TASK BRIEF ->
If a line in the material below has the word "Case", copy it.

DATA TO PROCESS ->
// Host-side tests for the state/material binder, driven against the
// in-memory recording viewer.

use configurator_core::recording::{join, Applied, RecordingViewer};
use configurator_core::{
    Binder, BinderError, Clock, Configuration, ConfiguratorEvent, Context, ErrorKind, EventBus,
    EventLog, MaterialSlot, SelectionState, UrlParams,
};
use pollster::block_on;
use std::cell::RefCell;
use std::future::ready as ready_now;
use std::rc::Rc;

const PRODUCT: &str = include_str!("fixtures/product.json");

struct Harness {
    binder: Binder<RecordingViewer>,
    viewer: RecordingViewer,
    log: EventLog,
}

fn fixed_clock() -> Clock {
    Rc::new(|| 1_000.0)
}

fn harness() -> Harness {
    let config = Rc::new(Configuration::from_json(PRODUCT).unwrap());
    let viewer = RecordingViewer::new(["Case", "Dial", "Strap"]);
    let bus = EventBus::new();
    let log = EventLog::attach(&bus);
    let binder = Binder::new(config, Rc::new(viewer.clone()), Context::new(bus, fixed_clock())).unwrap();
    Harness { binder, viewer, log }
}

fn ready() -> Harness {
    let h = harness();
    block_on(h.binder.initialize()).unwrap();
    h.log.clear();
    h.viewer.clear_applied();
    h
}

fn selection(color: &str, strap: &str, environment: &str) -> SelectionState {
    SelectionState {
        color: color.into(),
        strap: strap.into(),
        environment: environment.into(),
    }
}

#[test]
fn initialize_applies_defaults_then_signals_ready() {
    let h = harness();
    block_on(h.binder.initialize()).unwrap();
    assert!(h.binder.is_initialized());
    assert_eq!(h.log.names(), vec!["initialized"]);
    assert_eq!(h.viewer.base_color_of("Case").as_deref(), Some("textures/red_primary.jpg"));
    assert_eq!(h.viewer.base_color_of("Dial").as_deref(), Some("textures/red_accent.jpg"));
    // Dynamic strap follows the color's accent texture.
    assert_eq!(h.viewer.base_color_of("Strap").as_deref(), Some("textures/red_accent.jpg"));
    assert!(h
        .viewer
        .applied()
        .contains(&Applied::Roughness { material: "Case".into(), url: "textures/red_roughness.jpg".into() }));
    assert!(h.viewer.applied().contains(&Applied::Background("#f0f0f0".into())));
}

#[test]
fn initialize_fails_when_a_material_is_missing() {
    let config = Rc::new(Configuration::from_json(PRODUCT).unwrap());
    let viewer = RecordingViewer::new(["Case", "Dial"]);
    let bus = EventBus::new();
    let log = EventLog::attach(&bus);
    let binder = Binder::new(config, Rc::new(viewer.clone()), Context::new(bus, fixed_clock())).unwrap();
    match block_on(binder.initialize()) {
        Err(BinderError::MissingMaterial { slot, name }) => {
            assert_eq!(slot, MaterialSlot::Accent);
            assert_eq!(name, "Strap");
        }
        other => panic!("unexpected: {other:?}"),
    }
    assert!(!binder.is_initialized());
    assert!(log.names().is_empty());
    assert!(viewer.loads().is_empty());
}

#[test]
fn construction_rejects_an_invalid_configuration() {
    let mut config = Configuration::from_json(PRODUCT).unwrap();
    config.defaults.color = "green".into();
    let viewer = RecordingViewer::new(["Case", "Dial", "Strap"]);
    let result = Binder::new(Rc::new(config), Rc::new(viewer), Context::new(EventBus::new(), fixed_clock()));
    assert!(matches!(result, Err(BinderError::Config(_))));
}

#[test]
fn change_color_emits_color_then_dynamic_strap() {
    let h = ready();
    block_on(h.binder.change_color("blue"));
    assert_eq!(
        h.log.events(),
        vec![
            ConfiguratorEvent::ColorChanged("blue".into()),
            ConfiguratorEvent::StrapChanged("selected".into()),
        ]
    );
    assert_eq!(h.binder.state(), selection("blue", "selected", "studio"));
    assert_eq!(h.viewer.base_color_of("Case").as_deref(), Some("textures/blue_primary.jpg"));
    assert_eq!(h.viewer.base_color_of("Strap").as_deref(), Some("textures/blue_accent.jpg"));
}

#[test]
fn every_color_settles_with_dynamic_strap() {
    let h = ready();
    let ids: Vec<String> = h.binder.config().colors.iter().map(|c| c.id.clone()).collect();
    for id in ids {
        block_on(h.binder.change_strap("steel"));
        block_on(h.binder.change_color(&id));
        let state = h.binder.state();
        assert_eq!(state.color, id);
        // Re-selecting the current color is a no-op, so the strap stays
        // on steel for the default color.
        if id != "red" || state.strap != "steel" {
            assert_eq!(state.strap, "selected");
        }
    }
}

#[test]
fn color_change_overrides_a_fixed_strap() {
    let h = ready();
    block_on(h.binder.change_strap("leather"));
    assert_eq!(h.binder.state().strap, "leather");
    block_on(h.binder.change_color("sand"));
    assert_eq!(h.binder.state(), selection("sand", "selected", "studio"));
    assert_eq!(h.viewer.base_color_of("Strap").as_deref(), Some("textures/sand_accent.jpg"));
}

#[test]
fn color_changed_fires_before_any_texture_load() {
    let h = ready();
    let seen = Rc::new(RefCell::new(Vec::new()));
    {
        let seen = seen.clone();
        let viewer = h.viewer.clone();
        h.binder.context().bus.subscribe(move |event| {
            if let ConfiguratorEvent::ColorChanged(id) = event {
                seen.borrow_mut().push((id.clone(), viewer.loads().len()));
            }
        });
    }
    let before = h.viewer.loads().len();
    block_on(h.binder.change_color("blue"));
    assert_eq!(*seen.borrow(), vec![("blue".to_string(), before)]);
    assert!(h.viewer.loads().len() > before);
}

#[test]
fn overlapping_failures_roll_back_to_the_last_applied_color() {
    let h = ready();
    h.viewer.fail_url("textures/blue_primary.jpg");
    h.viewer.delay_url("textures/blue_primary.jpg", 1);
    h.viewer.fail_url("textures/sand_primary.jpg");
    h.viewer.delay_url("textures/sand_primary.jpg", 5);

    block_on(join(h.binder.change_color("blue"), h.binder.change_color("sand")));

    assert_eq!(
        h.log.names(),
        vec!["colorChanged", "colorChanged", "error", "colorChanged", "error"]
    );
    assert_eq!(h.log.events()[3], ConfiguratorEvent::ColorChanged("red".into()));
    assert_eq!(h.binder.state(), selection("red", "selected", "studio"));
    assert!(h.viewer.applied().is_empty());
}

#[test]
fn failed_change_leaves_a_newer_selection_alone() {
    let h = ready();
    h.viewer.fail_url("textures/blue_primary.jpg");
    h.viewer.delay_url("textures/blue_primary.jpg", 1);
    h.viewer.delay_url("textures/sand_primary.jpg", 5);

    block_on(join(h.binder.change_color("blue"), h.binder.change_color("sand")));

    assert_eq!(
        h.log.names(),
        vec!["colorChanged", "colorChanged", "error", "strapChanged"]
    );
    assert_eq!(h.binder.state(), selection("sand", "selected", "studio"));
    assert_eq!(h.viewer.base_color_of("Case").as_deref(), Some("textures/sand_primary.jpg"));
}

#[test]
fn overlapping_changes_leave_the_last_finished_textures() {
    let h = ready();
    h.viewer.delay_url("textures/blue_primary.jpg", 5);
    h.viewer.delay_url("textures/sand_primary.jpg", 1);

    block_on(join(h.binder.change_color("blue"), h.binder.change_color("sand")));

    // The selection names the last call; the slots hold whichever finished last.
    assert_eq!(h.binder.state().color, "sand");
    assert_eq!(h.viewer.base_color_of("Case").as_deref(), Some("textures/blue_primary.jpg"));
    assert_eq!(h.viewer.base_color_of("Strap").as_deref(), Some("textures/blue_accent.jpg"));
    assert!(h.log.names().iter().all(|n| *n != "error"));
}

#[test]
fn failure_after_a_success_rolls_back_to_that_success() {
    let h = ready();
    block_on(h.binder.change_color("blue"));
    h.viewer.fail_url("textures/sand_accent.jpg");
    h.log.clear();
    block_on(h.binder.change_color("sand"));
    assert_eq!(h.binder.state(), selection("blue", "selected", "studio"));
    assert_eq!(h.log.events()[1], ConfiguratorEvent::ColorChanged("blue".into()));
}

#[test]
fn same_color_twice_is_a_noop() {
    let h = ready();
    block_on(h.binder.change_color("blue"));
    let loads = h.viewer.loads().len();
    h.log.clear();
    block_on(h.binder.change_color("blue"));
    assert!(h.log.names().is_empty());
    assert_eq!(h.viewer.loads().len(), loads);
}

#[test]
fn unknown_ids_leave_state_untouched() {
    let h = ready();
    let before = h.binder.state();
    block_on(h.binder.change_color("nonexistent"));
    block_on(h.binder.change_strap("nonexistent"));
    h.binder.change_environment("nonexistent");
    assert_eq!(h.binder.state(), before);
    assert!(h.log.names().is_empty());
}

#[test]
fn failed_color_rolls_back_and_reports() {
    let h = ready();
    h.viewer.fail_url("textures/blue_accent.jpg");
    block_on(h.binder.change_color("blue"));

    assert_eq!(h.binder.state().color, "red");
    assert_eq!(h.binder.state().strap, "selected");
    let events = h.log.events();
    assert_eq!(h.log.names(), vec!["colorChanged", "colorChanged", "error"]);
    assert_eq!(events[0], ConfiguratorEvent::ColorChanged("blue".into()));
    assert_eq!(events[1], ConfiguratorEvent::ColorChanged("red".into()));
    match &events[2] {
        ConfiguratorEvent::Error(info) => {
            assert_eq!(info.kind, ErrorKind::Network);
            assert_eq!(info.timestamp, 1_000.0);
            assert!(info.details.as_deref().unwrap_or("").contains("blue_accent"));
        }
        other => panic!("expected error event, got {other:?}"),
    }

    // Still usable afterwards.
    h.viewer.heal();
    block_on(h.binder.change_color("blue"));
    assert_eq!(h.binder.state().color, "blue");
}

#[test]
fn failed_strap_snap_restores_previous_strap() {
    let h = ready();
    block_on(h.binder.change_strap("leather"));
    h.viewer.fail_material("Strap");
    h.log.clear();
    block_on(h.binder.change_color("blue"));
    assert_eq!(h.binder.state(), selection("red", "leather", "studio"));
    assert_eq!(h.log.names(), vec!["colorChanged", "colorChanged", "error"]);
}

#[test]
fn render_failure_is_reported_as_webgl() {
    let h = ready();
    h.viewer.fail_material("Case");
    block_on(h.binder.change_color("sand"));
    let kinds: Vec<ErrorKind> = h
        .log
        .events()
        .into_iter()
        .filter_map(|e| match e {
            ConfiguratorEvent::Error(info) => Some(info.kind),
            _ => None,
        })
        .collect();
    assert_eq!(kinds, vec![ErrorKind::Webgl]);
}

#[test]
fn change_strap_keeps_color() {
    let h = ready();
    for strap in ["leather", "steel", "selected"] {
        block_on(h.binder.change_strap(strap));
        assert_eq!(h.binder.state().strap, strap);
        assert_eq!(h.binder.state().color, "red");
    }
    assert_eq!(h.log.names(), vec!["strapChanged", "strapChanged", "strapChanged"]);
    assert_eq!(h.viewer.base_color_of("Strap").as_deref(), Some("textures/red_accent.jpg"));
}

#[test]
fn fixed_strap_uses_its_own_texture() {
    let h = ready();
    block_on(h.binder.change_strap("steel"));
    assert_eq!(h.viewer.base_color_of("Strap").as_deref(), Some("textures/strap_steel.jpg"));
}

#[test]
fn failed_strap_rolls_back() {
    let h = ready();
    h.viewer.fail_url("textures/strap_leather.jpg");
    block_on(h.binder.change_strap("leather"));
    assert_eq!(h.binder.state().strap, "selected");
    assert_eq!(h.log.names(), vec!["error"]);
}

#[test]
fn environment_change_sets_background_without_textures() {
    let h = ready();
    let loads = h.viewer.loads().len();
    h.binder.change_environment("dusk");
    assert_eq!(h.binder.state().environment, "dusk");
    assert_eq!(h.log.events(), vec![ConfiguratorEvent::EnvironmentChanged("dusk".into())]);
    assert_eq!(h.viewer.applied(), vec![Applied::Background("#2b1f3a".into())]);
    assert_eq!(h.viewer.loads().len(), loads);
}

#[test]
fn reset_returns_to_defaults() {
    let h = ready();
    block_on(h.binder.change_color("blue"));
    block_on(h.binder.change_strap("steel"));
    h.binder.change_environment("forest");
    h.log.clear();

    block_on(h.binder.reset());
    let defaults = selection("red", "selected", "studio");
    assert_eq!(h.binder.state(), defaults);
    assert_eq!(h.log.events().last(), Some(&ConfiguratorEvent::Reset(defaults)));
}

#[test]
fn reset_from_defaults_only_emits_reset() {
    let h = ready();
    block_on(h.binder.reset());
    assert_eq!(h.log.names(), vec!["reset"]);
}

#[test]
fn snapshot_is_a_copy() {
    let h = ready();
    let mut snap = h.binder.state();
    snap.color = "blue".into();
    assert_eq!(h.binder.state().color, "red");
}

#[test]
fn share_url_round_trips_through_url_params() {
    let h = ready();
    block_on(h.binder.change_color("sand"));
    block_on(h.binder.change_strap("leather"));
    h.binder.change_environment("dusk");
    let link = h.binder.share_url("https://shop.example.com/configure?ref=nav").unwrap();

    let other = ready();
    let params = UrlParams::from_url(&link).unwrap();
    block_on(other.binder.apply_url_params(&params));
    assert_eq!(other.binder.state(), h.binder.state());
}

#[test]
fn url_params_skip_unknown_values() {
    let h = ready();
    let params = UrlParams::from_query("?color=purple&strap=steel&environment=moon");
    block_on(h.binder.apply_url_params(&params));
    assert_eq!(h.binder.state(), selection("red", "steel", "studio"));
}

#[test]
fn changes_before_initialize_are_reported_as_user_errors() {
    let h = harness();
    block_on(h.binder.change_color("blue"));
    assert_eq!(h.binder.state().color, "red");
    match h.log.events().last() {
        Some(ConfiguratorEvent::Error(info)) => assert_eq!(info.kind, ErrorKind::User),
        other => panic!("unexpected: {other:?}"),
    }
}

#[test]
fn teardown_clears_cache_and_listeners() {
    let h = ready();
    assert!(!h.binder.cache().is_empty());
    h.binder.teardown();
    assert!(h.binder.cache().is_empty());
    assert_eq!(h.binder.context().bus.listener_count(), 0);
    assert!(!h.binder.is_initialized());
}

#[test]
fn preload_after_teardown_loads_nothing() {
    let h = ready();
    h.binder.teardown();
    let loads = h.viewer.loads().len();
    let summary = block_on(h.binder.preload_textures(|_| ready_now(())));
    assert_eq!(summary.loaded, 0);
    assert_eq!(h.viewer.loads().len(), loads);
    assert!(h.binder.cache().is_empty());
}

ANSWER TO THE EXERCISE ->
    let viewer = RecordingViewer::new(["Case", "Dial", "Strap"]);
    assert_eq!(h.viewer.base_color_of("Case").as_deref(), Some("textures/red_primary.jpg"));
        .contains(&Applied::Roughness { material: "Case".into(), url: "textures/red_roughness.jpg".into() }));
    let viewer = RecordingViewer::new(["Case", "Dial"]);
    let viewer = RecordingViewer::new(["Case", "Dial", "Strap"]);
    assert_eq!(h.viewer.base_color_of("Case").as_deref(), Some("textures/blue_primary.jpg"));
    assert_eq!(h.viewer.base_color_of("Case").as_deref(), Some("textures/sand_primary.jpg"));
    assert_eq!(h.viewer.base_color_of("Case").as_deref(), Some("textures/blue_primary.jpg"));
    h.viewer.fail_material("Case");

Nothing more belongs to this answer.